Amy:People's careers are off for forever.
Amy:Once they disclose these things, which I didn't even know as a thing.
Amy:And I looked it up and I was like, I don't give a shit at first of
Amy:all, that's true, right, Deloitte, like this is, this is a true thing.
Amy:But anyway, back to stories, after I finished with Andy, I
Amy:asked him how I could do better.
Amy:And he said, tell more of your story.
Amy:Now that said story sharing I found is also deeply connected with wellness.
Amy:And when someone is able to tap into their story, own their story and start to share
Amy:and learn how to share in that context.
Amy:First of all, it validates the experiences of others that may be feeling very alone.
Amy:And so there's like a ripple effect there.
Amy:And so that's what stories mean to me.
Amy:I love that.
Amy:But you were saying before about, you've listened to the highlights for.

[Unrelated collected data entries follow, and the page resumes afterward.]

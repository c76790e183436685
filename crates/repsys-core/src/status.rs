//! Report-system status codes.
//!
//! Every store call answers with one of these. Only `Ok` is success; the core
//! otherwise treats all variants alike and just carries them into logs.

use std::fmt;

/// Result of a store call: the payload, or the non-Ok status the store reported.
pub type ApiResult<T> = std::result::Result<T, ApiState>;

macro_rules! api_states {
    ($($name:ident = $code:literal),+ $(,)?) => {
        /// Closed set of status values reported by the report-system API.
        #[derive(Debug, Clone, Copy, PartialEq, Eq, Hash)]
        pub enum ApiState {
            $($name,)+
        }

        impl ApiState {
            /// Vendor numeric code.
            pub fn code(self) -> u32 {
                match self {
                    $(ApiState::$name => $code,)+
                }
            }

            /// Reverse lookup of a vendor numeric code.
            pub fn from_code(code: u32) -> Option<Self> {
                match code {
                    $($code => Some(ApiState::$name),)+
                    _ => None,
                }
            }

            /// Variant name, as printed in logs.
            pub fn as_str(self) -> &'static str {
                match self {
                    $(ApiState::$name => stringify!($name),)+
                }
            }
        }
    };
}

api_states! {
    Ok = 0x0,
    StringChopped = 0x8180_0001,
    InternalError = 0x8100_0000,
    NotOk = 0x8100_0001,
    ParamError = 0x8100_0002,
    ComNotRunning = 0x8100_0003,
    FuncNotFound = 0x8100_0004,
    NotImplementedYet = 0x8100_0005,
    DiskSpaceFull = 0x8100_0006,
    InitError = 0x8100_0007,
    InvalidHandle = 0x8100_0008,
    OutOfMemory = 0x8100_0009,
    RequestTimeout = 0x8100_000A,
    InvalidMultiByteChar = 0x8100_000B,
    StaRepAlreadyStarted = 0x8100_0100,
    StaRepInvalidDestPath = 0x8100_0101,
    StaRepNotInit = 0x8100_0102,
    StaRepMissing = 0x8100_0103,
    RepSysFunctionFailed = 0x8100_0201,
    RepSysInvalidWideChar = 0x8100_0202,
    RepSysInvalidMultiByteChar = 0x8100_0203,
    RepSysInvalidHandle = 0x8100_0204,
    RepSysUnknownParamKind = 0x8100_0205,
    RepSysBufferTooSmall = 0x8100_0206,
    RepSysNotImplemented = 0x8100_0207,
    RepSysIllegalArguments = 0x8100_0208,
    RepSysVarNotFound = 0x8100_0209,
    RepSysInvalidVarType = 0x8100_020A,
    RepSysProtVarAlreadySet = 0x8100_020B,
    RepSysProvNotSupported = 0x8100_020C,
    RepSysInvalidParamType = 0x8100_020E,
    DeviceCommandTemporarilyUnavailable = 0x8100_0401,
    DeviceCommandPermanentlyUnavailable = 0x8100_0402,
    VarNotFound = 0x8100_0501,
    VarNoChildren = 0x8100_0502,
    NoMoreNodes = 0x8100_0503,
    NoAccess = 0x8100_0504,
    PropNotFound = 0x8100_0505,
}

impl ApiState {
    pub fn is_ok(self) -> bool {
        self == ApiState::Ok
    }

    /// Turn a raw status into `Ok(())` / `Err(state)`.
    pub fn into_result(self) -> ApiResult<()> {
        if self.is_ok() {
            Ok(())
        } else {
            Err(self)
        }
    }
}

impl fmt::Display for ApiState {
    fn fmt(&self, f: &mut fmt::Formatter<'_>) -> fmt::Result {
        write!(f, "{} (0x{:08X})", self.as_str(), self.code())
    }
}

Kevin:Yeah, I did listen to your season.
Kevin:I think it was season one, right?
Kevin:Season one, highlight reel of all these people telling these really
Kevin:hard moments, you know, like in my first podcast, the episode one in
Kevin:the sales group, podcast call and nicknamed of hard to swallow pills.
Kevin:Right.
Kevin:Because as I was telling my career story, it's not.
Kevin:But, you know, I was a top GPA in college.
Kevin:Therefore I got the best internship.
Kevin:Therefore I got the best job, therefore that's not, that's not what it was.
Kevin:That's not my story at all.
Kevin:I really respected and enjoyed listening to your highlight reel because it's
Kevin:people talking about these real moments where they most likely, you
Kevin:know, didn't win when you don't win.
Kevin:And when things don't go your way and when everyone else in
Kevin:the room is smiling and you.
Kevin:Geez, that doesn't work for me or that that's not what I was expecting.
Kevin:Those are the realest moments that really make a difference.
Amy:Yeah.
Amy:And we learned from our mistakes, right.
Amy:We learned so much more from our mistakes.
Amy:And so this idea that socializing, the wind's only one, it creates
Amy:this like false dichotomy that the mistakes aren't there.
Amy:Um, but also that there's something shameful about that.
Amy:On the complete opposite side of that is that one, one of the other reasons for
Amy:me, Kevin, then I wanted to start the podcast is, is because this industry,
Amy:we harm a lot of people, right?
Amy:We burn through bodies.
Amy:We burned through human beings, top performers and under performers alike.
Amy:And part of the reason why people leave or people burn out is because they don't
Amy:realize that what they're experiencing.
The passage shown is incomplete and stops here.